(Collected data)
+++
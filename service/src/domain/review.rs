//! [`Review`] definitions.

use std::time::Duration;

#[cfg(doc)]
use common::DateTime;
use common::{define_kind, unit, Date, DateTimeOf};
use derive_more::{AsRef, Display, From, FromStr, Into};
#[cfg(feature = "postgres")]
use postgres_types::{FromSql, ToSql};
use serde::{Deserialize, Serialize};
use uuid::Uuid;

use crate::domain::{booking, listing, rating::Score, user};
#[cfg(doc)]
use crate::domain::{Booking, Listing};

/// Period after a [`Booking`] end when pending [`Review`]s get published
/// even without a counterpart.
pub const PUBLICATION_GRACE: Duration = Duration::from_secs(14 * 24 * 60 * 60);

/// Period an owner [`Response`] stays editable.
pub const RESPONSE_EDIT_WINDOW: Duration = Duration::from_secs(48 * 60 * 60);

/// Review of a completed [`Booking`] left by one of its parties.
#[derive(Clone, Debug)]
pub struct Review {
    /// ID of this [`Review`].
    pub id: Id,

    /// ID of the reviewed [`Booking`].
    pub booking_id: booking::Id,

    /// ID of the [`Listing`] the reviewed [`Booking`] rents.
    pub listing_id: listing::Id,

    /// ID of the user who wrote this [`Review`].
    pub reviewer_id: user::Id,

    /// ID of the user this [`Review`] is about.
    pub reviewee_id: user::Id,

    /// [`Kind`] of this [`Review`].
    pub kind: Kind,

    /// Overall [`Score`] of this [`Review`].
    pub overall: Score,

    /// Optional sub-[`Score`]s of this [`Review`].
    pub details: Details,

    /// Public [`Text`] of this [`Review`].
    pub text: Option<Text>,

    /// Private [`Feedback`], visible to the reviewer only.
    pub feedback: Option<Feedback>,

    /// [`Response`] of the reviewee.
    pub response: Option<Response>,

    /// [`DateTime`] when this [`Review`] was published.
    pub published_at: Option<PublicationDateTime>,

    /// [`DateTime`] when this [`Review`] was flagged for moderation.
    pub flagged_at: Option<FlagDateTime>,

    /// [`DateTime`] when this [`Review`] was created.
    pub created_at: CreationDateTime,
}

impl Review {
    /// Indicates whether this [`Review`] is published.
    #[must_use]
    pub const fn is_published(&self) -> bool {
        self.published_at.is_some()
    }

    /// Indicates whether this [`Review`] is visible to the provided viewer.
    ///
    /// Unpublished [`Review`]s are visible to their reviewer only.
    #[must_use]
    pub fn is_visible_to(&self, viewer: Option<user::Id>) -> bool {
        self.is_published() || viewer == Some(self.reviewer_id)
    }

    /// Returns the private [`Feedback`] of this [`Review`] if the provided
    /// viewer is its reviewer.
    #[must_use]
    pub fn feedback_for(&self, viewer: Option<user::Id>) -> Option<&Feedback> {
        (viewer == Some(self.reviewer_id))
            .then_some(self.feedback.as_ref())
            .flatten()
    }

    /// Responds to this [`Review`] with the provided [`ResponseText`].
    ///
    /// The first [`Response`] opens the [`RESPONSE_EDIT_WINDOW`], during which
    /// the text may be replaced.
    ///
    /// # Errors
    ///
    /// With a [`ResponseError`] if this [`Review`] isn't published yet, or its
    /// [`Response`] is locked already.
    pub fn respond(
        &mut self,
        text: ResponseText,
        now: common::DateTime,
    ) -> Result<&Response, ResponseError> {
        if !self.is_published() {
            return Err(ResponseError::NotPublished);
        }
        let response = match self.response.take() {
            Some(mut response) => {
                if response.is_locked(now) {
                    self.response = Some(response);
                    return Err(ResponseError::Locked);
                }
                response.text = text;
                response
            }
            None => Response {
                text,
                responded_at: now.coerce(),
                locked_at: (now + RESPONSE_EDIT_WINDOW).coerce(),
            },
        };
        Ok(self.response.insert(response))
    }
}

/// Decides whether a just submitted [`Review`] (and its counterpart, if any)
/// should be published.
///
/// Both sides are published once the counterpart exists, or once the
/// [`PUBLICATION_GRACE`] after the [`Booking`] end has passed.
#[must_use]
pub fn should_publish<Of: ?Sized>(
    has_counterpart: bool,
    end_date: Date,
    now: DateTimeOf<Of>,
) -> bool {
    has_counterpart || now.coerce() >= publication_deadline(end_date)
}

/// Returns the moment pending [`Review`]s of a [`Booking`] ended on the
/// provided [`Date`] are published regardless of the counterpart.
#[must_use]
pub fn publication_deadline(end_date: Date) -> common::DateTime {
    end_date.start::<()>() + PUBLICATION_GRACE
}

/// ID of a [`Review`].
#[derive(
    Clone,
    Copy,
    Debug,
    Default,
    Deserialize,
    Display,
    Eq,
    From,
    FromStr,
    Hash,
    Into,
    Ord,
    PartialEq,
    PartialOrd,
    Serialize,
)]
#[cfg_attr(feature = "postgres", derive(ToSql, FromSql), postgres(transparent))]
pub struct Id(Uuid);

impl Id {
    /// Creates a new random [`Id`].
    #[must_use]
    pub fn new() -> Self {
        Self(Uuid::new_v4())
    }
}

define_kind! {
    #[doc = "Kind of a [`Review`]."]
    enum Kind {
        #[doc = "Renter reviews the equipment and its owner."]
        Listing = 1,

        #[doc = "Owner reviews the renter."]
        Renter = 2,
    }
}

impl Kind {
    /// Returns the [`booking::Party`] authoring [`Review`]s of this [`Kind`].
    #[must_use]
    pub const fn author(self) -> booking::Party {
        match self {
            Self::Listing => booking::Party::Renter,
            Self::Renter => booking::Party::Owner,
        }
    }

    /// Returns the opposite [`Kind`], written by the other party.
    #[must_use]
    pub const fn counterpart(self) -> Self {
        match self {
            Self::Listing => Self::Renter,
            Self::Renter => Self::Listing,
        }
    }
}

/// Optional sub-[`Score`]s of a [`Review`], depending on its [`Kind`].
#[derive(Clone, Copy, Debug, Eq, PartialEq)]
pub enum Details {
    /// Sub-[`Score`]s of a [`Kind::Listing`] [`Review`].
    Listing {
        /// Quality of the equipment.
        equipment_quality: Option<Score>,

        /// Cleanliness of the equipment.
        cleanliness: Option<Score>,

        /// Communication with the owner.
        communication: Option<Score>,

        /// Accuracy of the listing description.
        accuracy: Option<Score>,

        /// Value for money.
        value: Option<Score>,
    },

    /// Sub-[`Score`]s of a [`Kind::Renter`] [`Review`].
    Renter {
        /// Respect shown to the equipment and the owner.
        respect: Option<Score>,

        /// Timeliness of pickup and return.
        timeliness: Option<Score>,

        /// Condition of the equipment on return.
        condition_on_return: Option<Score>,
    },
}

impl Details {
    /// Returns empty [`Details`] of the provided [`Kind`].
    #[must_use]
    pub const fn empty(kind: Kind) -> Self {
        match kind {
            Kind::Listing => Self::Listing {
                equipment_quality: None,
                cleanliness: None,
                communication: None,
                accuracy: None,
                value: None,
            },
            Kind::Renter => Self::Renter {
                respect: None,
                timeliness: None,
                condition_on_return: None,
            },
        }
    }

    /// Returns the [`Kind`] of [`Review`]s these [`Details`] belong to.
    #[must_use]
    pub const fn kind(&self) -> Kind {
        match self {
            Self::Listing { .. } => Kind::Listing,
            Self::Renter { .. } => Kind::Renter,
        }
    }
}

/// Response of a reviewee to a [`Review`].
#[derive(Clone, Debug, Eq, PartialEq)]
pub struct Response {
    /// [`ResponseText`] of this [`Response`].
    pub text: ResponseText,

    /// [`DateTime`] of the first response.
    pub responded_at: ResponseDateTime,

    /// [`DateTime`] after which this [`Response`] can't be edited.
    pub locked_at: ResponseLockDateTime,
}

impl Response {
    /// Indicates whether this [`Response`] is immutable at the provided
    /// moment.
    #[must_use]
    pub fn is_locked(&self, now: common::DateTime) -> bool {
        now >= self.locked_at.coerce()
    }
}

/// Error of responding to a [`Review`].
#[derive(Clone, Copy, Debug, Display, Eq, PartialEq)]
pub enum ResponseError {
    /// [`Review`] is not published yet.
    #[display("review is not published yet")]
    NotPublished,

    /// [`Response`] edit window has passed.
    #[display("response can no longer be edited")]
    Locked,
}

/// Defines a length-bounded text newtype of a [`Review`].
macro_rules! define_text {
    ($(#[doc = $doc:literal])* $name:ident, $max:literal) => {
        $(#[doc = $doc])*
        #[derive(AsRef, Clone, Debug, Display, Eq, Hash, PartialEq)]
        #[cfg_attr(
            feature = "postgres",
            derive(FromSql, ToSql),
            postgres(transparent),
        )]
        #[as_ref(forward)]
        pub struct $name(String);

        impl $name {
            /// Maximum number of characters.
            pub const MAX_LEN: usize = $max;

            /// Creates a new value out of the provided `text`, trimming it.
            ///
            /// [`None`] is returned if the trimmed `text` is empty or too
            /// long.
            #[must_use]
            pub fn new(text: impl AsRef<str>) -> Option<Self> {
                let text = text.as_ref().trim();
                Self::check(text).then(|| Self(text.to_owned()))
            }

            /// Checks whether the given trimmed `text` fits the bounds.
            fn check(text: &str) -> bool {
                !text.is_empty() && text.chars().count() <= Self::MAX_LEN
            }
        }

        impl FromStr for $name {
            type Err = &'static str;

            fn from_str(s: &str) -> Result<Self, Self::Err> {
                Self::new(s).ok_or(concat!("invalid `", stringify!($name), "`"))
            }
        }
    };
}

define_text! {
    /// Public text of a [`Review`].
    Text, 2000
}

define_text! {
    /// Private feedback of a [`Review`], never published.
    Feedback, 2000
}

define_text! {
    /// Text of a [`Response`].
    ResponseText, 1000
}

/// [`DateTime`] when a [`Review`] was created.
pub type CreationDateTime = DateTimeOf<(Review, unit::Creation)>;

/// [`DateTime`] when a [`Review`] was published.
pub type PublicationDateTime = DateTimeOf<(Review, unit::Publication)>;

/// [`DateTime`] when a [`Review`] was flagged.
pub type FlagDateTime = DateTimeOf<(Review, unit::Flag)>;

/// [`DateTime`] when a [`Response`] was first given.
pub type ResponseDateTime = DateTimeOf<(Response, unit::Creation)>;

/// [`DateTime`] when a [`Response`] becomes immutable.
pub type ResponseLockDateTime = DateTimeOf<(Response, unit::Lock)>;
+++
_TASK TO CARRY OUT:_
Read the entries and show each line that mentions "Details".

_WRITTEN ANSWER:_
    pub details: Details,
pub enum Details {
impl Details {
    /// Returns empty [`Details`] of the provided [`Kind`].
    /// Returns the [`Kind`] of [`Review`]s these [`Details`] belong to.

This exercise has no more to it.